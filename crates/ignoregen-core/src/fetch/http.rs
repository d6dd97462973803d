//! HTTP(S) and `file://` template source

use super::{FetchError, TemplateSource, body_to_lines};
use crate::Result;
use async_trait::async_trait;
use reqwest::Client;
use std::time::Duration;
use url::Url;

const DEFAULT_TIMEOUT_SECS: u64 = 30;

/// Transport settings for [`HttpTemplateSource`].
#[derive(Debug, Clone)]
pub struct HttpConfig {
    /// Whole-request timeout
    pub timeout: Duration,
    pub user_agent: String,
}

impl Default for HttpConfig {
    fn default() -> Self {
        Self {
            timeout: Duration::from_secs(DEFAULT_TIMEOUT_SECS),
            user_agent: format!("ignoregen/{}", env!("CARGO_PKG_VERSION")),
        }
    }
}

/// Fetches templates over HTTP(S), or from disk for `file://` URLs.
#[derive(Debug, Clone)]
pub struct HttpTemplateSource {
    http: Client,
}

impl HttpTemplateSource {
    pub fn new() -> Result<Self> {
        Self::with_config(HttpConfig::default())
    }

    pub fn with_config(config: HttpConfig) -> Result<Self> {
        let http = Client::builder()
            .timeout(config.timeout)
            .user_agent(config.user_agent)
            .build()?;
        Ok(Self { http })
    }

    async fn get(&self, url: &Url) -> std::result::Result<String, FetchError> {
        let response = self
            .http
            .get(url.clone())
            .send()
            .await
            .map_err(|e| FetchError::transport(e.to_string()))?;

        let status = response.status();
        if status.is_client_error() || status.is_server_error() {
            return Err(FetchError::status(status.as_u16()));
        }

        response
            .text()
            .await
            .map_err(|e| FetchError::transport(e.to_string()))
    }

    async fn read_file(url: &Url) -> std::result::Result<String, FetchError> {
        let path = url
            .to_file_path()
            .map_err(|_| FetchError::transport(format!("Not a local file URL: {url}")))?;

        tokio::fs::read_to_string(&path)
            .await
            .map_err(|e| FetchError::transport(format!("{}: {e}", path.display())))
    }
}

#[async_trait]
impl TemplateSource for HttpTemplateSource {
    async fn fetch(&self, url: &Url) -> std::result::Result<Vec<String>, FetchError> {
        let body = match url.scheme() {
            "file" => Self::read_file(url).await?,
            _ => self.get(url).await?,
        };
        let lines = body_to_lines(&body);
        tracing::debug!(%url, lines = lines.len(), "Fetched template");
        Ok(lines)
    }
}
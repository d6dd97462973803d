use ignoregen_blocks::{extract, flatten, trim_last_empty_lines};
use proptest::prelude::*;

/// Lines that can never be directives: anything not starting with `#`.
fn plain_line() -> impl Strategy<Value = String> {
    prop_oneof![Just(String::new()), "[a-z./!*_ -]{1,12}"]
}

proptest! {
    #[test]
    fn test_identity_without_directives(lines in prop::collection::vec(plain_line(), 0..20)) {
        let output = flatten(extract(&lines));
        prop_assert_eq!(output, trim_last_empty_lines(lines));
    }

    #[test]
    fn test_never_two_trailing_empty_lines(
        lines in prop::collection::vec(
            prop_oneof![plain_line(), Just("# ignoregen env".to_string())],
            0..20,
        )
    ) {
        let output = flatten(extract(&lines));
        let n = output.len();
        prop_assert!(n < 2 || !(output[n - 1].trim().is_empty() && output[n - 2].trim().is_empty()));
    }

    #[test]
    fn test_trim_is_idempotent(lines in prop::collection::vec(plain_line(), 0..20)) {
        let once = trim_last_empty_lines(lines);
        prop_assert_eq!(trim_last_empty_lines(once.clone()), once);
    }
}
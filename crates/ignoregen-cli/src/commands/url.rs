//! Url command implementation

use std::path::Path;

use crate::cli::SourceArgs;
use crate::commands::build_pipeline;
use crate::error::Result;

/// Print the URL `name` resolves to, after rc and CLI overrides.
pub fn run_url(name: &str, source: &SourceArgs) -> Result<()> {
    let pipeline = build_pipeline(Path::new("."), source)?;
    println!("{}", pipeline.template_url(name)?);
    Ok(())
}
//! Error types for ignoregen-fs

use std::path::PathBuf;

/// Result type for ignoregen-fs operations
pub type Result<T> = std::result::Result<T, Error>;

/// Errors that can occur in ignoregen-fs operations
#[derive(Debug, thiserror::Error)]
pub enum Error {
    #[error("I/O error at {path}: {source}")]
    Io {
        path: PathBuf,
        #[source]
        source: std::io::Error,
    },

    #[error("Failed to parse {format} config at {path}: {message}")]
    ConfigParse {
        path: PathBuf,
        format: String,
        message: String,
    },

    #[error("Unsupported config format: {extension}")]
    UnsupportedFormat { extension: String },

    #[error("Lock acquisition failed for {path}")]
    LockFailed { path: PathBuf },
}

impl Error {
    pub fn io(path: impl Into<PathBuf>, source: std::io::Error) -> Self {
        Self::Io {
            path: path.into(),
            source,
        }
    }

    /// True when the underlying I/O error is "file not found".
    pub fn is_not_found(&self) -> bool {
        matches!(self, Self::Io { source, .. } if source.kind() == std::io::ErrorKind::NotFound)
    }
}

# Your objective
Please repeat the complete material exactly, with nothing omitted.

# Written solution
filename crates/ignoregen-core/src/fetch/http.rs
repository d6dd97462973803d
//! HTTP(S) and `file://` template source

use super::{FetchError, TemplateSource, body_to_lines};
use crate::Result;
use async_trait::async_trait;
use reqwest::Client;
use std::time::Duration;
use url::Url;

const DEFAULT_TIMEOUT_SECS: u64 = 30;

/// Transport settings for [`HttpTemplateSource`].
#[derive(Debug, Clone)]
pub struct HttpConfig {
    /// Whole-request timeout
    pub timeout: Duration,
    pub user_agent: String,
}

impl Default for HttpConfig {
    fn default() -> Self {
        Self {
            timeout: Duration::from_secs(DEFAULT_TIMEOUT_SECS),
            user_agent: format!("ignoregen/{}", env!("CARGO_PKG_VERSION")),
        }
    }
}

/// Fetches templates over HTTP(S), or from disk for `file://` URLs.
#[derive(Debug, Clone)]
pub struct HttpTemplateSource {
    http: Client,
}

impl HttpTemplateSource {
    pub fn new() -> Result<Self> {
        Self::with_config(HttpConfig::default())
    }

    pub fn with_config(config: HttpConfig) -> Result<Self> {
        let http = Client::builder()
            .timeout(config.timeout)
            .user_agent(config.user_agent)
            .build()?;
        Ok(Self { http })
    }

    async fn get(&self, url: &Url) -> std::result::Result<String, FetchError> {
        let response = self
            .http
            .get(url.clone())
            .send()
            .await
            .map_err(|e| FetchError::transport(e.to_string()))?;

        let status = response.status();
        if status.is_client_error() || status.is_server_error() {
            return Err(FetchError::status(status.as_u16()));
        }

        response
            .text()
            .await
            .map_err(|e| FetchError::transport(e.to_string()))
    }

    async fn read_file(url: &Url) -> std::result::Result<String, FetchError> {
        let path = url
            .to_file_path()
            .map_err(|_| FetchError::transport(format!("Not a local file URL: {url}")))?;

        tokio::fs::read_to_string(&path)
            .await
            .map_err(|e| FetchError::transport(format!("{}: {e}", path.display())))
    }
}

#[async_trait]
impl TemplateSource for HttpTemplateSource {
    async fn fetch(&self, url: &Url) -> std::result::Result<Vec<String>, FetchError> {
        let body = match url.scheme() {
            "file" => Self::read_file(url).await?,
            _ => self.get(url).await?,
        };
        let lines = body_to_lines(&body);
        tracing::debug!(%url, lines = lines.len(), "Fetched template");
        Ok(lines)
    }
}
repository d6dd97462973803d
use ignoregen_blocks::{extract, flatten, trim_last_empty_lines};
use proptest::prelude::*;

/// Lines that can never be directives: anything not starting with `#`.
fn plain_line() -> impl Strategy<Value = String> {
    prop_oneof![Just(String::new()), "[a-z./!*_ -]{1,12}"]
}

proptest! {
    #[test]
    fn test_identity_without_directives(lines in prop::collection::vec(plain_line(), 0..20)) {
        let output = flatten(extract(&lines));
        prop_assert_eq!(output, trim_last_empty_lines(lines));
    }

    #[test]
    fn test_never_two_trailing_empty_lines(
        lines in prop::collection::vec(
            prop_oneof![plain_line(), Just("# ignoregen env".to_string())],
            0..20,
        )
    ) {
        let output = flatten(extract(&lines));
        let n = output.len();
        prop_assert!(n < 2 || !(output[n - 1].trim().is_empty() && output[n - 2].trim().is_empty()));
    }

    #[test]
    fn test_trim_is_idempotent(lines in prop::collection::vec(plain_line(), 0..20)) {
        let once = trim_last_empty_lines(lines);
        prop_assert_eq!(trim_last_empty_lines(once.clone()), once);
    }
}
filename crates/ignoregen-cli/src/commands/url.rs
//! Url command implementation

use std::path::Path;

use crate::cli::SourceArgs;
use crate::commands::build_pipeline;
use crate::error::Result;

/// Print the URL `name` resolves to, after rc and CLI overrides.
pub fn run_url(name: &str, source: &SourceArgs) -> Result<()> {
    let pipeline = build_pipeline(Path::new("."), source)?;
    println!("{}", pipeline.template_url(name)?);
    Ok(())
}
//! Error types for ignoregen-fs

use std::path::PathBuf;

/// Result type for ignoregen-fs operations
pub type Result<T> = std::result::Result<T, Error>;

/// Errors that can occur in ignoregen-fs operations
#[derive(Debug, thiserror::Error)]
pub enum Error {
    #[error("I/O error at {path}: {source}")]
    Io {
        path: PathBuf,
        #[source]
        source: std::io::Error,
    },

    #[error("Failed to parse {format} config at {path}: {message}")]
    ConfigParse {
        path: PathBuf,
        format: String,
        message: String,
    },

    #[error("Unsupported config format: {extension}")]
    UnsupportedFormat { extension: String },

    #[error("Lock acquisition failed for {path}")]
    LockFailed { path: PathBuf },
}

impl Error {
    pub fn io(path: impl Into<PathBuf>, source: std::io::Error) -> Self {
        Self::Io {
            path: path.into(),
            source,
        }
    }

    /// True when the underlying I/O error is "file not found".
    pub fn is_not_found(&self) -> bool {
        matches!(self, Self::Io { source, .. } if source.kind() == std::io::ErrorKind::NotFound)
    }
}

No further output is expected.